REQUIRED WORK ▸
Can you restate the records below word for word?

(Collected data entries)
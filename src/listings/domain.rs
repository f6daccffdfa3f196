use chrono::NaiveDate;
use serde::{Deserialize, Serialize};

/// Government sphere responsible for the announcement.
#[derive(Debug, Clone, Copy, PartialEq, Eq, Hash, Serialize, Deserialize)]
#[serde(rename_all = "snake_case")]
pub enum Sphere {
    Federal,
    State,
    Municipal,
}

impl Sphere {
    pub const fn ordered() -> [Self; 3] {
        [Self::Federal, Self::State, Self::Municipal]
    }

    pub const fn as_str(self) -> &'static str {
        match self {
            Self::Federal => "federal",
            Self::State => "state",
            Self::Municipal => "municipal",
        }
    }

    pub const fn label(self) -> &'static str {
        match self {
            Self::Federal => "Federal",
            Self::State => "Estadual",
            Self::Municipal => "Municipal",
        }
    }
}

/// Schooling level required by at least one offered position.
#[derive(Debug, Clone, Copy, PartialEq, Eq, Hash, Serialize, Deserialize)]
#[serde(rename_all = "snake_case")]
pub enum Level {
    Secondary,
    Technical,
    Higher,
}

impl Level {
    pub const fn ordered() -> [Self; 3] {
        [Self::Secondary, Self::Technical, Self::Higher]
    }

    pub const fn as_str(self) -> &'static str {
        match self {
            Self::Secondary => "secondary",
            Self::Technical => "technical",
            Self::Higher => "higher",
        }
    }

    pub const fn label(self) -> &'static str {
        match self {
            Self::Secondary => "Ensino Médio",
            Self::Technical => "Técnico",
            Self::Higher => "Superior",
        }
    }
}

/// Lifecycle stage of the announcement's registration window.
#[derive(Debug, Clone, Copy, PartialEq, Eq, Hash, Serialize, Deserialize)]
#[serde(rename_all = "snake_case")]
pub enum Status {
    Open,
    Upcoming,
    InProgress,
    Closed,
}

impl Status {
    pub const fn ordered() -> [Self; 4] {
        [Self::Open, Self::Upcoming, Self::InProgress, Self::Closed]
    }

    pub const fn as_str(self) -> &'static str {
        match self {
            Self::Open => "open",
            Self::Upcoming => "upcoming",
            Self::InProgress => "in_progress",
            Self::Closed => "closed",
        }
    }

    pub const fn label(self) -> &'static str {
        match self {
            Self::Open => "Inscrições Abertas",
            Self::Upcoming => "Abre Proximamente",
            Self::InProgress => "Em Andamento",
            Self::Closed => "Encerrado",
        }
    }
}

/// The four filterable dimensions of the listing.
#[derive(Debug, Clone, Copy, PartialEq, Eq, Hash, PartialOrd, Ord, Serialize, Deserialize)]
#[serde(rename_all = "snake_case")]
pub enum FacetName {
    Level,
    Sphere,
    Area,
    Status,
}

impl FacetName {
    pub const fn ordered() -> [Self; 4] {
        [Self::Level, Self::Sphere, Self::Area, Self::Status]
    }

    pub const fn label(self) -> &'static str {
        match self {
            Self::Level => "Nível",
            Self::Sphere => "Esfera",
            Self::Area => "Área",
            Self::Status => "Situação",
        }
    }
}

/// A single public-sector exam announcement, immutable once loaded.
#[derive(Debug, Clone, PartialEq, Eq, Serialize, Deserialize)]
pub struct Concurso {
    pub id: String,
    pub title: String,
    pub organization: String,
    pub location: String,
    pub sphere: Sphere,
    pub levels: Vec<Level>,
    pub areas: Vec<String>,
    pub salary: String,
    pub openings: u32,
    pub registration_start: NaiveDate,
    pub registration_end: NaiveDate,
    #[serde(default, skip_serializing_if = "Option::is_none")]
    pub exam_date: Option<NaiveDate>,
    pub status: Status,
    pub detail_link: String,
}

impl Concurso {
    /// Days left to register, clamped at zero. Only meaningful while registration is open.
    pub fn days_remaining(&self, today: NaiveDate) -> Option<i64> {
        if self.status != Status::Open {
            return None;
        }
        Some((self.registration_end - today).num_days().max(0))
    }
}
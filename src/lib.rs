//! Search and filtering service for Brazilian public-sector exam
//! announcements ("concursos"): an immutable bundled catalog, a pure
//! text/facet/page query pipeline, a session surface with simulated load
//! latency, and a thin HTTP API plus auth stub around them.

pub mod auth;
pub mod config;
pub mod error;
pub mod listings;
pub mod telemetry;
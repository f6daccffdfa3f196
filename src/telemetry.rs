use crate::config::TelemetryConfig;
use tracing_subscriber::filter::ParseError;
use tracing_subscriber::EnvFilter;

#[derive(Debug, thiserror::Error)]
pub enum TelemetryError {
    #[error("invalid log level/filter '{value}': unable to build EnvFilter")]
    EnvFilter {
        value: String,
        #[source]
        source: ParseError,
    },
    #[error("telemetry error: {0}")]
    Subscriber(Box<dyn std::error::Error + Send + Sync>),
}

/// Install the global tracing subscriber. `RUST_LOG` wins over the configured
/// level when set.
pub fn init(config: &TelemetryConfig) -> Result<(), TelemetryError> {
    let env_filter = match EnvFilter::try_from_default_env() {
        Ok(filter) => filter,
        Err(_) => {
            EnvFilter::try_new(&config.log_level).map_err(|source| TelemetryError::EnvFilter {
                value: config.log_level.clone(),
                source,
            })?
        }
    };

    tracing_subscriber::fmt()
        .with_env_filter(env_filter)
        .with_target(false)
        .compact()
        .with_ansi(false)
        .try_init()
        .map_err(TelemetryError::Subscriber)
}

WRITTEN REPLY ▸
filename src/listings/domain.rs
repository f6daccffdfa3f196
use chrono::NaiveDate;
use serde::{Deserialize, Serialize};

/// Government sphere responsible for the announcement.
#[derive(Debug, Clone, Copy, PartialEq, Eq, Hash, Serialize, Deserialize)]
#[serde(rename_all = "snake_case")]
pub enum Sphere {
    Federal,
    State,
    Municipal,
}

impl Sphere {
    pub const fn ordered() -> [Self; 3] {
        [Self::Federal, Self::State, Self::Municipal]
    }

    pub const fn as_str(self) -> &'static str {
        match self {
            Self::Federal => "federal",
            Self::State => "state",
            Self::Municipal => "municipal",
        }
    }

    pub const fn label(self) -> &'static str {
        match self {
            Self::Federal => "Federal",
            Self::State => "Estadual",
            Self::Municipal => "Municipal",
        }
    }
}

/// Schooling level required by at least one offered position.
#[derive(Debug, Clone, Copy, PartialEq, Eq, Hash, Serialize, Deserialize)]
#[serde(rename_all = "snake_case")]
pub enum Level {
    Secondary,
    Technical,
    Higher,
}

impl Level {
    pub const fn ordered() -> [Self; 3] {
        [Self::Secondary, Self::Technical, Self::Higher]
    }

    pub const fn as_str(self) -> &'static str {
        match self {
            Self::Secondary => "secondary",
            Self::Technical => "technical",
            Self::Higher => "higher",
        }
    }

    pub const fn label(self) -> &'static str {
        match self {
            Self::Secondary => "Ensino Médio",
            Self::Technical => "Técnico",
            Self::Higher => "Superior",
        }
    }
}

/// Lifecycle stage of the announcement's registration window.
#[derive(Debug, Clone, Copy, PartialEq, Eq, Hash, Serialize, Deserialize)]
#[serde(rename_all = "snake_case")]
pub enum Status {
    Open,
    Upcoming,
    InProgress,
    Closed,
}

impl Status {
    pub const fn ordered() -> [Self; 4] {
        [Self::Open, Self::Upcoming, Self::InProgress, Self::Closed]
    }

    pub const fn as_str(self) -> &'static str {
        match self {
            Self::Open => "open",
            Self::Upcoming => "upcoming",
            Self::InProgress => "in_progress",
            Self::Closed => "closed",
        }
    }

    pub const fn label(self) -> &'static str {
        match self {
            Self::Open => "Inscrições Abertas",
            Self::Upcoming => "Abre Proximamente",
            Self::InProgress => "Em Andamento",
            Self::Closed => "Encerrado",
        }
    }
}

/// The four filterable dimensions of the listing.
#[derive(Debug, Clone, Copy, PartialEq, Eq, Hash, PartialOrd, Ord, Serialize, Deserialize)]
#[serde(rename_all = "snake_case")]
pub enum FacetName {
    Level,
    Sphere,
    Area,
    Status,
}

impl FacetName {
    pub const fn ordered() -> [Self; 4] {
        [Self::Level, Self::Sphere, Self::Area, Self::Status]
    }

    pub const fn label(self) -> &'static str {
        match self {
            Self::Level => "Nível",
            Self::Sphere => "Esfera",
            Self::Area => "Área",
            Self::Status => "Situação",
        }
    }
}

/// A single public-sector exam announcement, immutable once loaded.
#[derive(Debug, Clone, PartialEq, Eq, Serialize, Deserialize)]
pub struct Concurso {
    pub id: String,
    pub title: String,
    pub organization: String,
    pub location: String,
    pub sphere: Sphere,
    pub levels: Vec<Level>,
    pub areas: Vec<String>,
    pub salary: String,
    pub openings: u32,
    pub registration_start: NaiveDate,
    pub registration_end: NaiveDate,
    #[serde(default, skip_serializing_if = "Option::is_none")]
    pub exam_date: Option<NaiveDate>,
    pub status: Status,
    pub detail_link: String,
}

impl Concurso {
    /// Days left to register, clamped at zero. Only meaningful while registration is open.
    pub fn days_remaining(&self, today: NaiveDate) -> Option<i64> {
        if self.status != Status::Open {
            return None;
        }
        Some((self.registration_end - today).num_days().max(0))
    }
}
filename src/lib.rs
//! Search and filtering service for Brazilian public-sector exam
//! announcements ("concursos"): an immutable bundled catalog, a pure
//! text/facet/page query pipeline, a session surface with simulated load
//! latency, and a thin HTTP API plus auth stub around them.

pub mod auth;
pub mod config;
pub mod error;
pub mod listings;
pub mod telemetry;
repository f6daccffdfa3f196
filename src/telemetry.rs
use crate::config::TelemetryConfig;
use tracing_subscriber::filter::ParseError;
use tracing_subscriber::EnvFilter;

#[derive(Debug, thiserror::Error)]
pub enum TelemetryError {
    #[error("invalid log level/filter '{value}': unable to build EnvFilter")]
    EnvFilter {
        value: String,
        #[source]
        source: ParseError,
    },
    #[error("telemetry error: {0}")]
    Subscriber(Box<dyn std::error::Error + Send + Sync>),
}

/// Install the global tracing subscriber. `RUST_LOG` wins over the configured
/// level when set.
pub fn init(config: &TelemetryConfig) -> Result<(), TelemetryError> {
    let env_filter = match EnvFilter::try_from_default_env() {
        Ok(filter) => filter,
        Err(_) => {
            EnvFilter::try_new(&config.log_level).map_err(|source| TelemetryError::EnvFilter {
                value: config.log_level.clone(),
                source,
            })?
        }
    };

    tracing_subscriber::fmt()
        .with_env_filter(env_filter)
        .with_target(false)
        .compact()
        .with_ansi(false)
        .try_init()
        .map_err(TelemetryError::Subscriber)
}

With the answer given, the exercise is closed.